== DIRECTIONS ==
Hunt for the word "clicks" across the entries below, copying each line that holds it.

== INFORMATION SUPPLIED ==
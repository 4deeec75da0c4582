//! Ratio metrics over period sums.
//!
//! ```text
//! CTR   = clicks / impressions * 100
//! CVR   = orders / clicks * 100
//! CPA   = spend / orders
//! CPC   = spend / clicks
//! ROAS  = sales / spend
//! ACOS  = spend / sales * 100
//! TACOS = spend / (ad sales + net revenue) * 100
//! ```
//!
//! A zero denominator yields [`MetricValue::Undefined`].

use adlift_core::types::{AdMeasures, AdRatios, ChannelMetrics, MetricValue, MetricsRow};

use crate::period::PeriodBreakdown;

pub fn ad_ratios(m: &AdMeasures) -> AdRatios {
    AdRatios {
        ctr: MetricValue::ratio(m.clicks, m.impressions, 100.0),
        cvr: MetricValue::ratio(m.orders, m.clicks, 100.0),
        cpa: MetricValue::ratio(m.spend, m.orders, 1.0),
        cpc: MetricValue::ratio(m.spend, m.clicks, 1.0),
        roas: MetricValue::ratio(m.sales, m.spend, 1.0),
        acos: MetricValue::ratio(m.spend, m.sales, 100.0),
    }
}

pub fn channel_metrics(measures: AdMeasures) -> ChannelMetrics {
    ChannelMetrics {
        ratios: ad_ratios(&measures),
        measures,
    }
}

/// One output row from the four summaries of a period.
pub fn calculate(breakdown: &PeriodBreakdown) -> MetricsRow {
    let combined = breakdown.combined_ads();
    let sales = breakdown.transactions.measures;
    let total_sales = combined.sales + sales.net_revenue;

    MetricsRow {
        period: breakdown.period.name.clone(),
        start_date: breakdown.period.start_date,
        end_date: breakdown.period.end_date,
        active_days: breakdown.active_days,
        sales,
        sponsored_products: channel_metrics(breakdown.sponsored_products.measures),
        sponsored_brands: channel_metrics(breakdown.sponsored_brands.measures),
        sponsored_display: channel_metrics(breakdown.sponsored_display.measures),
        combined: channel_metrics(combined),
        total_sales,
        tacos: MetricValue::ratio(combined.spend, total_sales, 100.0),
    }
}

#[cfg(test)]
mod tests {
    use super::*;

    fn assert_close(value: MetricValue, expected: f64) {
        match value {
            MetricValue::Value(v) => assert!((v - expected).abs() < 1e-9, "{v} != {expected}"),
            MetricValue::Undefined => panic!("expected {expected}, got undefined"),
        }
    }

    #[test]
    fn test_ratio_formulas() {
        let ratios = ad_ratios(&AdMeasures {
            impressions: 1000.0,
            clicks: 20.0,
            spend: 10.0,
            sales: 50.0,
            orders: 2.0,
        });
        assert_close(ratios.ctr, 2.0);
        assert_close(ratios.cvr, 10.0);
        assert_close(ratios.cpa, 5.0);
        assert_close(ratios.cpc, 0.5);
        assert_close(ratios.roas, 5.0);
        assert_close(ratios.acos, 20.0);
    }

    #[test]
    fn test_cpa_undefined_without_orders() {
        let ratios = ad_ratios(&AdMeasures {
            impressions: 500.0,
            clicks: 10.0,
            spend: 50.0,
            sales: 0.0,
            orders: 0.0,
        });
        assert_eq!(ratios.cpa, MetricValue::Undefined);
        assert_eq!(ratios.acos, MetricValue::Undefined);
        assert_close(ratios.cvr, 0.0);
        assert_close(ratios.roas, 0.0);
    }

    #[test]
    fn test_zero_spend_roas_is_undefined_not_zero() {
        let ratios = ad_ratios(&AdMeasures {
            sales: 25.0,
            ..Default::default()
        });
        assert!(ratios.roas.is_undefined());
        assert_close(ratios.acos, 0.0);
    }

    #[test]
    fn test_all_zero_measures_all_undefined() {
        let ratios = ad_ratios(&AdMeasures::default());
        for value in [ratios.ctr, ratios.cvr, ratios.cpa, ratios.cpc, ratios.roas, ratios.acos] {
            assert!(value.is_undefined());
        }
    }
}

== TASK RESULT ==
//! CTR   = clicks / impressions * 100
//! CVR   = orders / clicks * 100
//! CPC   = spend / clicks
        ctr: MetricValue::ratio(m.clicks, m.impressions, 100.0),
        cvr: MetricValue::ratio(m.orders, m.clicks, 100.0),
        cpc: MetricValue::ratio(m.spend, m.clicks, 1.0),
            clicks: 20.0,
            clicks: 10.0,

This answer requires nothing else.